[[ Information, beginning ]]
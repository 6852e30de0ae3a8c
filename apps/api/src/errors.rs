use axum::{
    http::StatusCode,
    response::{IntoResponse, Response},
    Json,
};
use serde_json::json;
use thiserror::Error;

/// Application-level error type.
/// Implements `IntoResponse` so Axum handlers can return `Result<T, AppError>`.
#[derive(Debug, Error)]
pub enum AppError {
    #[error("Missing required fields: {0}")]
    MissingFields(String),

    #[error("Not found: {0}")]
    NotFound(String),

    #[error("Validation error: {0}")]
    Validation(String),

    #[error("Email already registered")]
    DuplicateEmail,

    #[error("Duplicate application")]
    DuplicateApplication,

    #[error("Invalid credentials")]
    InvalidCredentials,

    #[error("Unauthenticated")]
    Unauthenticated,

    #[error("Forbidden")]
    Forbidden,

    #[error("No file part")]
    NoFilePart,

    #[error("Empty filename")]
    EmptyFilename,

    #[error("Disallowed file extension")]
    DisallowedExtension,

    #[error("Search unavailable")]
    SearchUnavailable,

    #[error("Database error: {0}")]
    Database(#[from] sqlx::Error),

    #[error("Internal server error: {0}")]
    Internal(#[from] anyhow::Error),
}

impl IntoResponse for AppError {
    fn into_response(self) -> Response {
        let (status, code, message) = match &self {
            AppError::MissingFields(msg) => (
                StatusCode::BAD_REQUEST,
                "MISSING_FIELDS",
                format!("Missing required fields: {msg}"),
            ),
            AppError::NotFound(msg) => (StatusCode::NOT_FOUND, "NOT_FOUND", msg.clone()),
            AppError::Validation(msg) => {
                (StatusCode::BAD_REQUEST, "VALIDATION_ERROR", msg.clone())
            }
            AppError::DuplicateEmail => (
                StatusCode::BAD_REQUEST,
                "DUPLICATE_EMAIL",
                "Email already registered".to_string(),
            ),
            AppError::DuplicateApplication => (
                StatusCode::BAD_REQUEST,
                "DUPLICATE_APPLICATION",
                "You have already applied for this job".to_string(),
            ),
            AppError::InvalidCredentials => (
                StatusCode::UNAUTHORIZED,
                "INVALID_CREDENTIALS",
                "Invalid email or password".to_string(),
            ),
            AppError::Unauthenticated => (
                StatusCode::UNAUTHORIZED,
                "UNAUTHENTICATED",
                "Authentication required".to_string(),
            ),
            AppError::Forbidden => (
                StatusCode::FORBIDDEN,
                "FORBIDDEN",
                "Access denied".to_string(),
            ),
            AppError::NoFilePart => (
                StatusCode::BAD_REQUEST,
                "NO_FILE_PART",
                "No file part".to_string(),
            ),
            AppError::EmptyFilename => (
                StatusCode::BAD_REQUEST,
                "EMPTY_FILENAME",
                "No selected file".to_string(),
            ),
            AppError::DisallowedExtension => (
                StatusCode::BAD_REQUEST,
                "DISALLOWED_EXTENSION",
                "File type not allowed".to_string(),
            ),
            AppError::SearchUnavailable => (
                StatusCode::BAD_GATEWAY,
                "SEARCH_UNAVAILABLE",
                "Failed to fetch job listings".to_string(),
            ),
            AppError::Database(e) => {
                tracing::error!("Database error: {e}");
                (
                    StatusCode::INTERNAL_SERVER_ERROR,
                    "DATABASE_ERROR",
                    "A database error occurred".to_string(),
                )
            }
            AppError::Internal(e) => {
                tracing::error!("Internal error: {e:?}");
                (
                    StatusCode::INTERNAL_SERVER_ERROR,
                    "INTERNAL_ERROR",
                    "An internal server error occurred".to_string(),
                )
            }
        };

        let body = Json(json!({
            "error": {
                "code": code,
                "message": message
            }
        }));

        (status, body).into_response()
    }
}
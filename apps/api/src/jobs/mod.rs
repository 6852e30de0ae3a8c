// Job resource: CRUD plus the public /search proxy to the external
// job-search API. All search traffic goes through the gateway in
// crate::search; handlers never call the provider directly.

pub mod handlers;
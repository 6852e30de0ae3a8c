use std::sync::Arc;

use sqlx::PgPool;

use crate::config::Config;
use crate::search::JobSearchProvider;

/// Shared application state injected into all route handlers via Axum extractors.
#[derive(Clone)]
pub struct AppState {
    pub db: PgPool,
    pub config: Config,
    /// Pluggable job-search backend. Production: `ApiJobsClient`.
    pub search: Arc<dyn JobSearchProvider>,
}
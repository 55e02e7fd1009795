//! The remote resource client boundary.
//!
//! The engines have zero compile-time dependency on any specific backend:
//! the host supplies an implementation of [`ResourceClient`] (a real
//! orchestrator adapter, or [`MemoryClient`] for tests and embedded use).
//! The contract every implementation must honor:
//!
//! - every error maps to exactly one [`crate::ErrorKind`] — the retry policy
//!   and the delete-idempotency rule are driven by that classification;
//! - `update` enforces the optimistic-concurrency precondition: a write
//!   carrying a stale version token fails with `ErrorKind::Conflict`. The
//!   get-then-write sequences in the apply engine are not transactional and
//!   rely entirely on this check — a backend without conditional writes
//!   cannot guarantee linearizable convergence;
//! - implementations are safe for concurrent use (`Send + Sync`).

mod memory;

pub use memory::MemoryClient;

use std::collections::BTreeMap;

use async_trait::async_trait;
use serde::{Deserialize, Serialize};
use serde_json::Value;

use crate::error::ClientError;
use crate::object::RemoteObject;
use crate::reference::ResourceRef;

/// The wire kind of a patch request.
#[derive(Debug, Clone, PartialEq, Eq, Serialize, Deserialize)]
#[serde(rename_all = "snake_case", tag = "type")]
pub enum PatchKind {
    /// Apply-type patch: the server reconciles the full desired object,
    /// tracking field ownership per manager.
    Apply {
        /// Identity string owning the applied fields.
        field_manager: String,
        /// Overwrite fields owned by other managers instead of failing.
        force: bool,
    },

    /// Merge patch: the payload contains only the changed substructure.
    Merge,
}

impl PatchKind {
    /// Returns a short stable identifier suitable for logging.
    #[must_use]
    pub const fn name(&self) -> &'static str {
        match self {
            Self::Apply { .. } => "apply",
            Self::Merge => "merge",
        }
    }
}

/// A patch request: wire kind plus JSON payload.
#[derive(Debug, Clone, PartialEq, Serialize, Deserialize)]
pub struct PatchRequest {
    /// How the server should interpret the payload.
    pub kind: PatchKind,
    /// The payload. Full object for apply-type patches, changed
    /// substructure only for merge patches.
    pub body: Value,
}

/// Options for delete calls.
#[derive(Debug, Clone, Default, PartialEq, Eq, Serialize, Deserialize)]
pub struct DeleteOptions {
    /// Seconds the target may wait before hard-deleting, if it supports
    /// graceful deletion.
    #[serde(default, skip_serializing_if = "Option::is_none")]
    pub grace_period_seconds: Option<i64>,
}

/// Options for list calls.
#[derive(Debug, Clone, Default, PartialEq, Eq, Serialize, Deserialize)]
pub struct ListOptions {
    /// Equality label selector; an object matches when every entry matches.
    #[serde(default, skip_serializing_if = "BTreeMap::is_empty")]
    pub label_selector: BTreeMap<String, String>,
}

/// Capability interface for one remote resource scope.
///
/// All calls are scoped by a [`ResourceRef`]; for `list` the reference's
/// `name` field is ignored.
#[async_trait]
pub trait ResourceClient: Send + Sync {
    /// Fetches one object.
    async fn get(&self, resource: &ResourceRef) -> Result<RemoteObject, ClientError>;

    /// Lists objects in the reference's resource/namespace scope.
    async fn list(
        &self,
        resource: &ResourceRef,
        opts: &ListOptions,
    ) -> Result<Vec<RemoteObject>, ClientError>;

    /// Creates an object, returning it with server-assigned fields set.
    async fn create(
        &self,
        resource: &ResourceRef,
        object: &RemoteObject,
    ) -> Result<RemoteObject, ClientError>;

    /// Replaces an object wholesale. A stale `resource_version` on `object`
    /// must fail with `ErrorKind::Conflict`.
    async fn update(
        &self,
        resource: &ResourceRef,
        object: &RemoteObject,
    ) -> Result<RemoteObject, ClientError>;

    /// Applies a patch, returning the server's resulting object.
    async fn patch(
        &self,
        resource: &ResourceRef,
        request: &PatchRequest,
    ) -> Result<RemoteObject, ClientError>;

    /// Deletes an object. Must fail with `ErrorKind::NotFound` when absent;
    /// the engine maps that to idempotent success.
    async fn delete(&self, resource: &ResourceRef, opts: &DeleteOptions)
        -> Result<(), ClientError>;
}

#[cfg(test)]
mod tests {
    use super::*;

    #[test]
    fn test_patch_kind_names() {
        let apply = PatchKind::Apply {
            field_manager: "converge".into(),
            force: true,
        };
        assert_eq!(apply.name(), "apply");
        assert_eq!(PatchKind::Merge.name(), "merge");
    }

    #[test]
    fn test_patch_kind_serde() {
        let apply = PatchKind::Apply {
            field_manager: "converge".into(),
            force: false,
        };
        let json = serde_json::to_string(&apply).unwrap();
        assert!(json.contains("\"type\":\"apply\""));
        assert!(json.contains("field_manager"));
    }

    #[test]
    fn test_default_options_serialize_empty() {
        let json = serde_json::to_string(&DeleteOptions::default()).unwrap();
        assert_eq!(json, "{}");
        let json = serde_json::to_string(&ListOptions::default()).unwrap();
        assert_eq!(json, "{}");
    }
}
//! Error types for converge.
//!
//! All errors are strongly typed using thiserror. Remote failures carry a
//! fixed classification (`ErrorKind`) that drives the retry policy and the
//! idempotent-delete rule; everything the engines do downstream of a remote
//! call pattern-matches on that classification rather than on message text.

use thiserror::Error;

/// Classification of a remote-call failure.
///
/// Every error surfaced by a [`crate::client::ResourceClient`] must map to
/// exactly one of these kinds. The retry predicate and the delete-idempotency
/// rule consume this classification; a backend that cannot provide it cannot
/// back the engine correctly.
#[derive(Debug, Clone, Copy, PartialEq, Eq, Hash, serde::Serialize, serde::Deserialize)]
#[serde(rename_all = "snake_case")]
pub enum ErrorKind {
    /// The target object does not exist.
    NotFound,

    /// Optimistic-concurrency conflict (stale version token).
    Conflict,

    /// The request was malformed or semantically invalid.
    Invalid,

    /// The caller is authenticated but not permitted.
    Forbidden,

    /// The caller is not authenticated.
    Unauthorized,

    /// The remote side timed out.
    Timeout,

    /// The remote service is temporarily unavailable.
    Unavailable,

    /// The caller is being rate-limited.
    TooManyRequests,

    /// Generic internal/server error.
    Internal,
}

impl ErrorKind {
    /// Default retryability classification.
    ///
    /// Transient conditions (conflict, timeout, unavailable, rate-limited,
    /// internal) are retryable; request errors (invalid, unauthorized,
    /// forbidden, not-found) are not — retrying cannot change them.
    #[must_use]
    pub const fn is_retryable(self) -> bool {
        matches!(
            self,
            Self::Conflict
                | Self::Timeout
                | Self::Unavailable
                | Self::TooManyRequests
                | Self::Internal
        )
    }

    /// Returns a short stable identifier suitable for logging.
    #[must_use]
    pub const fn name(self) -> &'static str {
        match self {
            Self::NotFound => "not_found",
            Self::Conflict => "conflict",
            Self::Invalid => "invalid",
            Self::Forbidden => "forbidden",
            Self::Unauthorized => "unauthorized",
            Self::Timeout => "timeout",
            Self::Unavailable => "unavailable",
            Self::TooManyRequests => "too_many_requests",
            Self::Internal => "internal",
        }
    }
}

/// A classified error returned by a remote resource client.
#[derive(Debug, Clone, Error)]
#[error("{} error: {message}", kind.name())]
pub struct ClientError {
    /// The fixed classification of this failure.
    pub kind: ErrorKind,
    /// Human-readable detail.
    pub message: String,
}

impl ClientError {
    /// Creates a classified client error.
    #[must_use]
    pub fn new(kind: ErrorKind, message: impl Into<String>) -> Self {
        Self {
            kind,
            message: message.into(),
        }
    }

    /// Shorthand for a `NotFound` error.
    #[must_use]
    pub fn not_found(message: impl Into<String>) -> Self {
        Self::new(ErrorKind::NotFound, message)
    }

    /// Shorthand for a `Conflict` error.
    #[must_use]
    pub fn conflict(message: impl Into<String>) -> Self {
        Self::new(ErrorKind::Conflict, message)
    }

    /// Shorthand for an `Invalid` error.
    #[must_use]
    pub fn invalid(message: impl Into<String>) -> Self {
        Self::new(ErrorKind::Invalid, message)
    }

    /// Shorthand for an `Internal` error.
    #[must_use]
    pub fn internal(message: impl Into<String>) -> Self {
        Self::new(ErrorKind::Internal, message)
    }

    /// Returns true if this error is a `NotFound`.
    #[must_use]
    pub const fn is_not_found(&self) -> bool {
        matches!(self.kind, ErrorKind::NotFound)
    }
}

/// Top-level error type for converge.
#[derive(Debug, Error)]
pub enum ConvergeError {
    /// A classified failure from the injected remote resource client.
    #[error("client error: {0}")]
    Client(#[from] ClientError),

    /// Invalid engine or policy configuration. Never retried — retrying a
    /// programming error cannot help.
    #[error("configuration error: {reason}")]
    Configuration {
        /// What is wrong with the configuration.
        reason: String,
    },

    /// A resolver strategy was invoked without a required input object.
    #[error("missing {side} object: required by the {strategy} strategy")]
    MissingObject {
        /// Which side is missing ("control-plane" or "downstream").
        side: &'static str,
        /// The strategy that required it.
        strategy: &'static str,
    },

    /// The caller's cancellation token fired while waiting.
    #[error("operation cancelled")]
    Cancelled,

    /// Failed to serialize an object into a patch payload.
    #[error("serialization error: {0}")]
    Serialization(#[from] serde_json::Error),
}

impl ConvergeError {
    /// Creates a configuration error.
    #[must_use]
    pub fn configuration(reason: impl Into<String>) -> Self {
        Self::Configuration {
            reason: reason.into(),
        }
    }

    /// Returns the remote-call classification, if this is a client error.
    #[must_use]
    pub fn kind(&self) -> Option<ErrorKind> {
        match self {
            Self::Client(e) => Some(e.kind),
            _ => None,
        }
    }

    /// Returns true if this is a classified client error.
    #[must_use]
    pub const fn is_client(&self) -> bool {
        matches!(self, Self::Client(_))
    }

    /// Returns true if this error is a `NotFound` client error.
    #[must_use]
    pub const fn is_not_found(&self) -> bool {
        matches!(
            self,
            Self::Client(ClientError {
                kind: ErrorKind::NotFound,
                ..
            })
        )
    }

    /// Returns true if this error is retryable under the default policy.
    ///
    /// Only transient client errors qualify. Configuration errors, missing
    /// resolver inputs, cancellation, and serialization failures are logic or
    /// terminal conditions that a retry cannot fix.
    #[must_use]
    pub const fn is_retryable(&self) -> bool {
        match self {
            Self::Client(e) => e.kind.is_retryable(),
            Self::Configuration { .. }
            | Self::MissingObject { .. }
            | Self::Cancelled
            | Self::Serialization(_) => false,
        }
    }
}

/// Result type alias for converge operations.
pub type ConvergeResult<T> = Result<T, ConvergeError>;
[[ Information, end ]]
Look through the entries above, and wherever a line holds the word "classified", copy it.

Written reply
/// A classified error returned by a remote resource client.
    /// Creates a classified client error.
    /// A classified failure from the injected remote resource client.
    /// Returns true if this is a classified client error.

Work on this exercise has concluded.